What needs to be done
From the top of the entries below through the line containing "let mut validation", return every line exactly as written, please, and stop there.

Task material: Begin

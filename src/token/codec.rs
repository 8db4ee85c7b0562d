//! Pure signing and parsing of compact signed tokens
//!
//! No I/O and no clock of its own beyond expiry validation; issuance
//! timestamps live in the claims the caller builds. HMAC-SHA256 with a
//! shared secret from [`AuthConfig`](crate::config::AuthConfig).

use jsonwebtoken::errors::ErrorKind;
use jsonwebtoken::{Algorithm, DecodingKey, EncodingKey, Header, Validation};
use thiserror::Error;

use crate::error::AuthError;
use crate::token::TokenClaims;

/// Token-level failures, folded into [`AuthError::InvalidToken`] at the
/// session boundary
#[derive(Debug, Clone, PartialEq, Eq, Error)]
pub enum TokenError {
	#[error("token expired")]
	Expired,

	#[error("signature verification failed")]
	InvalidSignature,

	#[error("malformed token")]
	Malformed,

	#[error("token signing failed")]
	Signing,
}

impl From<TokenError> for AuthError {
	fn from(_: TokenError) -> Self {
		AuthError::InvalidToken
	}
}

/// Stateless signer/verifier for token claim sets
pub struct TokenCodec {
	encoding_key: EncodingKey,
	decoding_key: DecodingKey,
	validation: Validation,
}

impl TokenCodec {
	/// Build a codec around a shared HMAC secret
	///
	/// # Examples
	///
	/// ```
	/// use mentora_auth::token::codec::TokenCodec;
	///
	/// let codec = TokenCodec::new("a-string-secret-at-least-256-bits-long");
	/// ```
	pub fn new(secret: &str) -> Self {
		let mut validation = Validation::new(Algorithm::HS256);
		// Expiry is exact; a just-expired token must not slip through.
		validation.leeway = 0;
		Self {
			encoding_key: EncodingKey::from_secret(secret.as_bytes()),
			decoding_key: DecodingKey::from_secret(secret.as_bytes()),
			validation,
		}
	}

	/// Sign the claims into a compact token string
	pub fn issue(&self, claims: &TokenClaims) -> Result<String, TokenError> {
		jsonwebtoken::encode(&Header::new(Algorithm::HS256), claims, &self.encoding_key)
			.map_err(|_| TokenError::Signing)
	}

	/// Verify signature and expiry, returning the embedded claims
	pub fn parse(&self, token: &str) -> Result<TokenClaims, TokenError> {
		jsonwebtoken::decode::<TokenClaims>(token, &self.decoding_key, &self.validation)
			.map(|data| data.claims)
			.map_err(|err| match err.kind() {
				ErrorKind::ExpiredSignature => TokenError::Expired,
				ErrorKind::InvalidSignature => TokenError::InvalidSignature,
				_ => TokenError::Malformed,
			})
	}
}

Task material: End

Response to this task
filename src/token/codec.rs
repository 8db4ee85c7b0562d
//! Pure signing and parsing of compact signed tokens
//!
//! No I/O and no clock of its own beyond expiry validation; issuance
//! timestamps live in the claims the caller builds. HMAC-SHA256 with a
//! shared secret from [`AuthConfig`](crate::config::AuthConfig).

use jsonwebtoken::errors::ErrorKind;
use jsonwebtoken::{Algorithm, DecodingKey, EncodingKey, Header, Validation};
use thiserror::Error;

use crate::error::AuthError;
use crate::token::TokenClaims;

/// Token-level failures, folded into [`AuthError::InvalidToken`] at the
/// session boundary
#[derive(Debug, Clone, PartialEq, Eq, Error)]
pub enum TokenError {
	#[error("token expired")]
	Expired,

	#[error("signature verification failed")]
	InvalidSignature,

	#[error("malformed token")]
	Malformed,

	#[error("token signing failed")]
	Signing,
}

impl From<TokenError> for AuthError {
	fn from(_: TokenError) -> Self {
		AuthError::InvalidToken
	}
}

/// Stateless signer/verifier for token claim sets
pub struct TokenCodec {
	encoding_key: EncodingKey,
	decoding_key: DecodingKey,
	validation: Validation,
}

impl TokenCodec {
	/// Build a codec around a shared HMAC secret
	///
	/// # Examples
	///
	/// ```
	/// use mentora_auth::token::codec::TokenCodec;
	///
	/// let codec = TokenCodec::new("a-string-secret-at-least-256-bits-long");
	/// ```
	pub fn new(secret: &str) -> Self {
		let mut validation = Validation::new(Algorithm::HS256);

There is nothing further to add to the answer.